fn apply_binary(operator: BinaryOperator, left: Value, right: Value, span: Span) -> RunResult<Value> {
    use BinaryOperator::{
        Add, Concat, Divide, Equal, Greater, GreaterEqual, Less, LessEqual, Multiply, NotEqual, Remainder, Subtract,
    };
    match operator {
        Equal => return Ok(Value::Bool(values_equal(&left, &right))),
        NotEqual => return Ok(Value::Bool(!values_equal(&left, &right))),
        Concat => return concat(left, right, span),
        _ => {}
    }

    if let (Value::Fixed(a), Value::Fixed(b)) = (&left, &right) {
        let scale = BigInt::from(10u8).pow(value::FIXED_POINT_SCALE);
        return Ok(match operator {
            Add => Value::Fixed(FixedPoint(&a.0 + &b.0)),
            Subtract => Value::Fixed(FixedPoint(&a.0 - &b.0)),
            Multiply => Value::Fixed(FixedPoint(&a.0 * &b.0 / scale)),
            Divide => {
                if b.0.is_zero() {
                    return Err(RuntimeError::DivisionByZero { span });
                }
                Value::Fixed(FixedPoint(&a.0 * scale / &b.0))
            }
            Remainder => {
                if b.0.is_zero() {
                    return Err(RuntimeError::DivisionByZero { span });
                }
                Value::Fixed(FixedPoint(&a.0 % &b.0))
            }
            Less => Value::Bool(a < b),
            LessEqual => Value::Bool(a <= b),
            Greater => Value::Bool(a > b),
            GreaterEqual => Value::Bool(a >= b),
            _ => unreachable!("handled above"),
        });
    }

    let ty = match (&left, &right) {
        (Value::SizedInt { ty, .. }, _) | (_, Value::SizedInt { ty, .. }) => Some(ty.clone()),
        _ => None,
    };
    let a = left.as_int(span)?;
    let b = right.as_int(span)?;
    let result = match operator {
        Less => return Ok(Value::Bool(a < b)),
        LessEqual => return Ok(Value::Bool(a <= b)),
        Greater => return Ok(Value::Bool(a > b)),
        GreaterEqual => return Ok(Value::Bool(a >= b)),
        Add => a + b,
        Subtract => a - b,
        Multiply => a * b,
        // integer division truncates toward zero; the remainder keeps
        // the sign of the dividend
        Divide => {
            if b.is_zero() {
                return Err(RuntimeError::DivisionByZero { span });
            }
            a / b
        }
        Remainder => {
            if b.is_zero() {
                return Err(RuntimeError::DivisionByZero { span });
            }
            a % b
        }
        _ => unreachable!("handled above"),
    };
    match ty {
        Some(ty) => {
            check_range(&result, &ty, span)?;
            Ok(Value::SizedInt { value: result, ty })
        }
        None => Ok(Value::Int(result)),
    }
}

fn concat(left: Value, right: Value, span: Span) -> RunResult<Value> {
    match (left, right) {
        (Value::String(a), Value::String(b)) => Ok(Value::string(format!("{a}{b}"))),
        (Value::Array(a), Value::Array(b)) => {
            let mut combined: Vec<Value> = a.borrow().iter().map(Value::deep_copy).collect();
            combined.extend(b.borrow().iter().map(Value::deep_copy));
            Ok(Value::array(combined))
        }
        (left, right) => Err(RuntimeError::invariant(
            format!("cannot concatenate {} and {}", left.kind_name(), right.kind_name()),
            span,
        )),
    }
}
——
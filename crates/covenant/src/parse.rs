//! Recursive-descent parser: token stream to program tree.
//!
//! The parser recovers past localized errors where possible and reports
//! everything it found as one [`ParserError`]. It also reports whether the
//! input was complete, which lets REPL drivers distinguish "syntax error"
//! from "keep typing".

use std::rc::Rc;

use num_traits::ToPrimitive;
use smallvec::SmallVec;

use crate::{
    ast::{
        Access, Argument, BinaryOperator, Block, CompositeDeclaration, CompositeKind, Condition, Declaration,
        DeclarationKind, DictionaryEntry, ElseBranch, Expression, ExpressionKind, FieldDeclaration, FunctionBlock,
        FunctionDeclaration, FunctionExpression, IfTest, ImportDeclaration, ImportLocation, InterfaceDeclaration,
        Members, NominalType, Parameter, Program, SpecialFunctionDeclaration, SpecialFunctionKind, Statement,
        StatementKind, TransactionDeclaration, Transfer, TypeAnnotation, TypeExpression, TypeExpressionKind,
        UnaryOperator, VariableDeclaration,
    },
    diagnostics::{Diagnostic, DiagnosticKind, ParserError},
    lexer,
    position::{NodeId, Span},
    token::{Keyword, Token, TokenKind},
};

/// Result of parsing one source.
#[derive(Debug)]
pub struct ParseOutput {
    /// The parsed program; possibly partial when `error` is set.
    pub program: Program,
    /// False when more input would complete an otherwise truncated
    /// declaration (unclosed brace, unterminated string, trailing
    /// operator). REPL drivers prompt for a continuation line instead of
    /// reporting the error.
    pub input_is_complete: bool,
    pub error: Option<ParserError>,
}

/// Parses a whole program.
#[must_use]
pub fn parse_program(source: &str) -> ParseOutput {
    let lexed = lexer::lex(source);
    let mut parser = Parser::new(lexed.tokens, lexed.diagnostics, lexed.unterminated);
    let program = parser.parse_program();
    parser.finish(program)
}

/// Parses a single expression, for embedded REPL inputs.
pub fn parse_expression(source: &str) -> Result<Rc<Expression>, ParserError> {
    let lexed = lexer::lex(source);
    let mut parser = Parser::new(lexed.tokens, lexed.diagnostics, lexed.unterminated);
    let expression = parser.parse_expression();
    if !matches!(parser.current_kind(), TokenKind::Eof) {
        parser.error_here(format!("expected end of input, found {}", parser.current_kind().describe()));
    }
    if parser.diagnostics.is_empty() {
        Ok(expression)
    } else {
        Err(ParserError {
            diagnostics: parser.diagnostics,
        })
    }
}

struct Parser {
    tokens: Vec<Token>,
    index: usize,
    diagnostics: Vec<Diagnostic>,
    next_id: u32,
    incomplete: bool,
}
——
* **PROBLEM**
Read each line of the material, and wherever the word "format" turns up, copy that line.

* **EXPECTED ANSWER**
        (Value::String(a), Value::String(b)) => Ok(Value::string(format!("{a}{b}"))),
            format!("cannot concatenate {} and {}", left.kind_name(), right.kind_name()),
        parser.error_here(format!("expected end of input, found {}", parser.current_kind().describe()));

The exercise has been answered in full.